Figure 1. RNA sequencing in autophagy-dependent and independent breast cancer cell lines.

MCF7 and MDA-MB-468 cells were transduced with lentiviruses containing shRNAs for ATG7 or BECN1. Proliferation (% confluency in time lapse images), caspase activation (% confluency of a Caspase 3–7 substrate with green fluorescence) and total cell death (% confluency of YOYO3 red fluorescence in the same images) were measured in an Incucyte imaging system for 60 hours. In A, a representative curve of one out of three experiments performed in triplicate is shown. In B, the area under the curve (AUC) of either green % confluency (for caspase 3–7 activity) or red % confluency (for total cell death measured with YOYO3) was normalized to the AUC of the proliferation curve for normalization to cell number.
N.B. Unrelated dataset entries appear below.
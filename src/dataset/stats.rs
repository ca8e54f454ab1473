use crate::model::conformation::norm;
use crate::model::graph::GraphRecord;
use crate::model::report::{MoleculeReport, MoleculeStatus, RejectionCounts, RejectionReason};
use serde::{Deserialize, Serialize};
use std::collections::BTreeMap;
use std::fmt;

/// Observed span of a quantity across the dataset.
#[derive(Debug, Clone, Copy, PartialEq, Serialize, Deserialize)]
pub struct ValueRange {
    pub min: f64,
    pub max: f64,
    pub mean: f64,
    pub count: usize,
}

#[derive(Debug, Clone, Copy, Default)]
pub(crate) struct RangeAccumulator {
    min: f64,
    max: f64,
    sum: f64,
    count: usize,
}

impl RangeAccumulator {
    pub fn push(&mut self, value: f64) {
        if self.count == 0 {
            self.min = value;
            self.max = value;
        } else {
            self.min = self.min.min(value);
            self.max = self.max.max(value);
        }
        self.sum += value;
        self.count += 1;
    }

    pub fn finish(&self) -> Option<ValueRange> {
        (self.count > 0).then(|| ValueRange {
            min: self.min,
            max: self.max,
            mean: self.sum / self.count as f64,
            count: self.count,
        })
    }
}

/// Run-level statistics of a finalized dataset.
#[derive(Debug, Clone, PartialEq, Serialize, Deserialize)]
pub struct DatasetSummary {
    pub molecules_processed: usize,
    pub molecules_assigned: usize,
    pub molecules_failed: usize,
    /// Assigned molecules that kept no conformation.
    pub molecules_all_rejected: usize,
    /// Failed molecules keyed by failure kind.
    pub assignment_failures: BTreeMap<String, usize>,
    pub conformations_total: usize,
    pub conformations_accepted: usize,
    pub rejected: RejectionCounts,
    /// Relative energies of accepted records, kcal/mol.
    pub relative_energy: Option<ValueRange>,
    /// Per-atom force magnitudes of accepted records, kcal/mol/Å.
    pub force_magnitude: Option<ValueRange>,
    /// Per-molecule tallies in store order.
    pub molecules: Vec<MoleculeReport>,
}

impl DatasetSummary {
    pub fn from_parts(reports: Vec<MoleculeReport>, records: &[GraphRecord]) -> Self {
        let mut summary = Self {
            molecules_processed: reports.len(),
            molecules_assigned: 0,
            molecules_failed: 0,
            molecules_all_rejected: 0,
            assignment_failures: BTreeMap::new(),
            conformations_total: 0,
            conformations_accepted: 0,
            rejected: RejectionCounts::default(),
            relative_energy: None,
            force_magnitude: None,
            molecules: Vec::new(),
        };

        for report in &reports {
            summary.conformations_total += report.conformations;
            match &report.status {
                MoleculeStatus::Assigned => {
                    summary.molecules_assigned += 1;
                    if report.all_rejected() {
                        summary.molecules_all_rejected += 1;
                    }
                }
                MoleculeStatus::AssignmentFailed { reason, .. } => {
                    summary.molecules_failed += 1;
                    *summary
                        .assignment_failures
                        .entry(reason.clone())
                        .or_default() += 1;
                }
            }
            summary.conformations_accepted += report.accepted;
            summary.rejected.merge(&report.rejected);
        }

        let mut energy = RangeAccumulator::default();
        let mut force = RangeAccumulator::default();
        for record in records {
            energy.push(record.relative_energy);
            for f in &record.forces {
                force.push(norm(f));
            }
        }
        summary.relative_energy = energy.finish();
        summary.force_magnitude = force.finish();
        summary.molecules = reports;
        summary
    }

    /// Conformations of failed molecules, which were never screened.
    pub fn conformations_skipped(&self) -> usize {
        self.conformations_total - self.conformations_accepted - self.rejected.total()
    }
}

impl fmt::Display for DatasetSummary {
    fn fmt(&self, f: &mut fmt::Formatter<'_>) -> fmt::Result {
        writeln!(f, "Molecules")?;
        writeln!(f, "  {} molecules processed", self.molecules_processed)?;
        writeln!(f, "  {} molecules assigned", self.molecules_assigned)?;
        writeln!(f, "  {} molecules failed assignment", self.molecules_failed)?;
        for (reason, count) in &self.assignment_failures {
            writeln!(f, "    {count} {reason}")?;
        }
        writeln!(
            f,
            "  {} molecules with all conformations rejected",
            self.molecules_all_rejected
        )?;

        writeln!(f, "Conformations")?;
        writeln!(f, "  {} conformations read", self.conformations_total)?;
        writeln!(f, "  {} conformations accepted", self.conformations_accepted)?;
        for reason in RejectionReason::ALL {
            writeln!(
                f,
                "  {} conformations {}",
                self.rejected.get(reason),
                reason.describe()
            )?;
        }
        let skipped = self.conformations_skipped();
        if skipped > 0 {
            writeln!(f, "  {skipped} conformations skipped with their molecule")?;
        }

        writeln!(f, "Labels")?;
        write_range(f, "relative energy (kcal/mol)", self.relative_energy)?;
        write_range(f, "force magnitude (kcal/mol/Å)", self.force_magnitude)
    }
}

fn write_range(f: &mut fmt::Formatter<'_>, label: &str, range: Option<ValueRange>) -> fmt::Result {
    match range {
        Some(r) => writeln!(
            f,
            "  {label}: min {:.4}, max {:.4}, mean {:.4}",
            r.min, r.max, r.mean
        ),
        None => writeln!(f, "  {label}: n/a"),
    }
}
Comparison of autophagy deficient (expressing ATG7 or BECN1 shRNAs) MDA-MB-468 cells with MCF7 cells shows a significant increase in cell death in MDA-MB-468 when compared to MCF7 cells in response to autophagy inhibition. * = p < 0.001, ** = p < 0.0001. In C, Western blot analysis of matched protein samples from the RNA samples sent for sequencing is shown. ATG7 shRNA decreased starvation-induced autophagy in both cell lines. Cells were treated with EBSS (EB), 20 μM chloroquine (CQ), or EBSS+CQ (EB CQ) for 2 h and collected for Western Blot. In D, the levels of ATG7 mRNA found in the RNA sequencing results are shown. The Table compares the mean value of the non-silencing (NS_mean) versus the ATG7 replicates (A7_mean).